The data is clear. There was a large urban emergency department that did a study looking at people that are presented with acute fractures. Ideally this should take out the: “are they really in pain,” or “we don’t know what it’s from.” People came, x-ray showed a fracture, and they looked at who got opioid medicine, and then they looked at that by color of skin, and patients of color had significantly less opioids given. Presenting with a fracture that’s on an x-ray, in the emergency department, in an urban center.
When you look at the data you really realize this is hard data. This is evidence-based, so this disparity is not an opinion, and I just like to make sure everybody knows that this is the science and we’re following the science to be better, and, and the evidence is irrefutable.
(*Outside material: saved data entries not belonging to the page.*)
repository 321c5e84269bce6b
//! HTTP request handlers.

pub mod health_handler;
pub mod user_handler;

pub use health_handler::health_routes;
pub use user_handler::user_routes;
Nicole Nfonoyim-Hara: Thank you for that. What is the why behind some of this? Can you articulate that a little bit more for us?
Natalie Strand: The why this is happening?
Nicole Nfonoyim-Hara: Yes.
Natalie Strand: I think it is happening, well, on one side, let’s talk about the healthcare providers. For a long time, it was very much isolated to, and still, to very privileged individuals, either privileged socioeconomically, privileged racially, privileged, even religion, culture.
I mean, if you look at all the privileges it takes, and this is a little aside, I would encourage any of the viewers or listeners to look at a wheel of privilege. I know privilege is a tricky term. A lot of people say: “I’m not privileged. I grew up with hardship,” and that’s true. But if you look at a wheel of privilege, if heterosexual, White, no accent, a higher socioeconomic class, able-bodied, in the religious majority, you have transportation.
There’s all these different privileges, and when you start to look at that inner privilege and look at who’s in healthcare, who’s providing healthcare and making decisions, you see like, yes. It is people with a lot of privilege. There’s just been a disconnect because everybody assumes their normal is normal and everything else is based against their own experience.
People I think are well-meaning in medicine for the most part. I really believe that. But just because you’re well-meaning doesn’t mean you’re not biased. People often can’t see their own blind spots. When you don’t have diversity in your division or department, or you don’t have diversity on your admissions committees, or you don’t have diversity in your surgical teams and anesthesia teams, how is anybody supposed to see their own blind spots?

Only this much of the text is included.